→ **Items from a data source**
== Segment start ==
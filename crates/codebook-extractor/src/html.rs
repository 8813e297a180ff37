//! HTML codebooks: table rows, then labelled name/description text

use crate::error::ExtractorError;
use crate::format::{Collector, Context, FormatExtractor, Origin};
use codebook_domain::{DocumentExtraction, DocumentHandle, MatchType, SourceType};
use codebook_gatekeeper::AdmissionPolicy;
use regex::Regex;
use scraper::{ElementRef, Html, Selector};
use std::sync::OnceLock;
use tracing::debug;

const NAME_LABEL: &str = r"(?i)\b(?:SAS\s+Variable\s+Name|Variable\s+Name|SAS\s+Variable|SAS\s+Name|Variable)\s*:\s*([A-Za-z_][A-Za-z0-9_]*)";
const DESCRIPTION_LABEL: &str = r"(?i)\b(?:Description|Label|Question)\s*:\s*([^\n]+)";

/// Elements whose text is never rendered
const HIDDEN_ELEMENTS: &[&str] = &["script", "style", "noscript", "template"];

pub(crate) struct HtmlExtractor;

impl FormatExtractor for HtmlExtractor {
    fn extract(
        &self,
        ctx: &Context<'_>,
        document: &DocumentHandle,
        bytes: &[u8],
    ) -> Result<DocumentExtraction, ExtractorError> {
        let source = String::from_utf8_lossy(bytes);
        let html = Html::parse_document(&source);
        let mut collector = Collector::new(ctx, &document.source_id);

        extract_table_rows(&html, &mut collector)?;
        extract_labelled_text(&html, &mut collector)?;

        Ok(collector.finish())
    }
}

/// Every `<tr>` with at least two direct cells becomes a (name, description) candidate
fn extract_table_rows(html: &Html, collector: &mut Collector<'_, '_>) -> Result<(), ExtractorError> {
    let rows = Selector::parse("tr").map_err(|e| ExtractorError::Html(format!("{:?}", e)))?;
    let policy = collector.context().gatekeeper.table_policy();
    let origin = Origin::new(SourceType::Html, MatchType::Table);

    let mut seen = 0usize;
    for row in html.select(&rows) {
        let cells: Vec<String> = row
            .children()
            .filter_map(ElementRef::wrap)
            .filter(|cell| matches!(cell.value().name(), "td" | "th"))
            .map(|cell| cell_text(&cell))
            .collect();

        if cells.len() < 2 {
            continue;
        }
        seen += 1;
        collector.admit(&cells[0], &cells[1], &policy, origin);
    }

    debug!("{}: {} table rows with two or more cells", collector.source_id(), seen);
    Ok(())
}

/// Scan visible text for `Variable Name: X ... Description: Y` blocks
fn extract_labelled_text(html: &Html, collector: &mut Collector<'_, '_>) -> Result<(), ExtractorError> {
    let (name_label, description_label) = label_patterns()?;
    let text = visible_text(html);
    let policy = AdmissionPolicy::free_text(1);
    let origin = Origin::new(SourceType::HtmlText, MatchType::RegexText);

    let names: Vec<_> = name_label.captures_iter(&text).collect();
    for (i, caps) in names.iter().enumerate() {
        let (Some(whole), Some(name)) = (caps.get(0), caps.get(1)) else {
            continue;
        };
        // The description must appear before the next name label
        let end = names
            .get(i + 1)
            .and_then(|next| next.get(0))
            .map_or(text.len(), |next| next.start());
        let window = &text[whole.end()..end];

        if let Some(description) = description_label.captures(window).and_then(|c| c.get(1)) {
            collector.admit(name.as_str(), description.as_str(), &policy, origin);
        }
    }
    Ok(())
}

fn label_patterns() -> Result<(&'static Regex, &'static Regex), ExtractorError> {
    static PATTERNS: OnceLock<Result<(Regex, Regex), String>> = OnceLock::new();
    let compiled = PATTERNS.get_or_init(|| {
        let name = Regex::new(NAME_LABEL).map_err(|e| e.to_string())?;
        let description = Regex::new(DESCRIPTION_LABEL).map_err(|e| e.to_string())?;
        Ok((name, description))
    });
    match compiled {
        Ok((name, description)) => Ok((name, description)),
        Err(e) => Err(ExtractorError::Html(e.clone())),
    }
}

/// Trimmed text nodes of a cell joined with single spaces
fn cell_text(cell: &ElementRef<'_>) -> String {
    cell.text()
        .map(str::trim)
        .filter(|t| !t.is_empty())
        .collect::<Vec<_>>()
        .join(" ")
}

/// Rendered text of the document, one text node per line
fn visible_text(html: &Html) -> String {
    let mut lines = Vec::new();
    for node in html.root_element().descendants() {
        let Some(text) = node.value().as_text() else {
            continue;
        };
        let hidden = node
            .ancestors()
            .filter_map(|a| a.value().as_element().map(|e| e.name()))
            .any(|name| HIDDEN_ELEMENTS.contains(&name));
        if hidden {
            continue;
        }
        let trimmed = text.trim();
        if !trimmed.is_empty() {
            lines.push(trimmed);
        }
    }
    lines.join("\n")
}

#[cfg(test)]
mod tests {
    use super::*;
    use crate::config::ExtractorConfig;
    use crate::templates::TemplateSet;
    use codebook_domain::DocumentFormat;
    use codebook_gatekeeper::Gatekeeper;
    use codebook_taxonomy::Taxonomy;

    fn run(html: &str) -> DocumentExtraction {
        let taxonomy = Taxonomy::default_taxonomy().unwrap();
        let gatekeeper = Gatekeeper::default_config();
        let config = ExtractorConfig::default();
        let templates = TemplateSet::compile(&config.text_templates).unwrap();
        let ctx = Context {
            taxonomy: &taxonomy,
            gatekeeper: &gatekeeper,
            templates: &templates,
            config: &config,
        };
        let document = DocumentHandle::inline("codebook.html", DocumentFormat::Html, html);
        HtmlExtractor.extract(&ctx, &document, html.as_bytes()).unwrap()
    }

    #[test]
    fn test_table_rows() {
        let extraction = run(
            "<table>
               <tr><th>Name</th><th>Label</th></tr>
               <tr><td>SEXORIEN</td><td>Sexual orientation of respondent</td></tr>
               <tr><td>AGE</td><td><b>Age</b> in   years</td></tr>
               <tr><td>ONLY_ONE</td></tr>
             </table>",
        );

        let names: Vec<_> = extraction.records.iter().map(|r| r.name.as_str()).collect();
        assert_eq!(names, vec!["SEXORIEN", "AGE"]);
        assert_eq!(extraction.records[0].source_type, SourceType::Html);
        assert_eq!(extraction.records[1].description, "Age in years");
        // "Name" fails the identifier grammar as extracted
        assert_eq!(extraction.rejected, 1);
    }

    #[test]
    fn test_table_names_not_uppercased() {
        let extraction = run("<table><tr><td>sexorien</td><td>Sexual orientation</td></tr></table>");
        assert!(extraction.records.is_empty());
    }

    #[test]
    fn test_table_short_description_rejected() {
        let extraction = run("<table><tr><td>AGE</td><td>Age</td></tr></table>");
        assert!(extraction.records.is_empty());
        assert_eq!(extraction.rejected, 1);
    }

    #[test]
    fn test_table_tags_category() {
        let extraction = run("<table><tr><td>SEXORIEN</td><td>Sexual orientation of respondent</td></tr></table>");
        let record = &extraction.records[0];
        assert_eq!(record.category.as_deref(), Some("sexual_orientation"));
        assert_eq!(record.match_type, MatchType::Keyword);
    }

    #[test]
    fn test_labelled_text() {
        let extraction = run(
            "<body>
               <p><b>SAS Variable Name:</b> trnsgndr</p>
               <p>Question: Do you consider yourself to be transgender?</p>
               <p>Variable Name: NOLABEL</p>
               <p>Variable: income2</p>
               <p>Label: Annual household income</p>
               <script>var x = 'Variable Name: HIDDEN Label: nope';</script>
             </body>",
        );

        let names: Vec<_> = extraction.records.iter().map(|r| r.name.as_str()).collect();
        assert_eq!(names, vec!["TRNSGNDR", "INCOME2"]);
        assert_eq!(extraction.records[0].source_type, SourceType::HtmlText);
        assert_eq!(
            extraction.records[0].description,
            "Do you consider yourself to be transgender?"
        );
        assert_eq!(extraction.records[1].description, "Annual household income");
    }

    #[test]
    fn test_tables_precede_labelled_text() {
        let extraction = run(
            "<p>Variable Name: MARITAL</p><p>Description: Marital status</p>
             <table><tr><td>SEX</td><td>Sex of respondent</td></tr></table>",
        );
        let names: Vec<_> = extraction.records.iter().map(|r| r.name.as_str()).collect();
        assert_eq!(names, vec!["SEX", "MARITAL"]);
    }
}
== Segment end ==
→ **Task**
Report every line of the data in which "respondent" appears.

→ **Solution to the exercise**
               <tr><td>SEXORIEN</td><td>Sexual orientation of respondent</td></tr>
        let extraction = run("<table><tr><td>SEXORIEN</td><td>Sexual orientation of respondent</td></tr></table>");
             <table><tr><td>SEX</td><td>Sex of respondent</td></tr></table>",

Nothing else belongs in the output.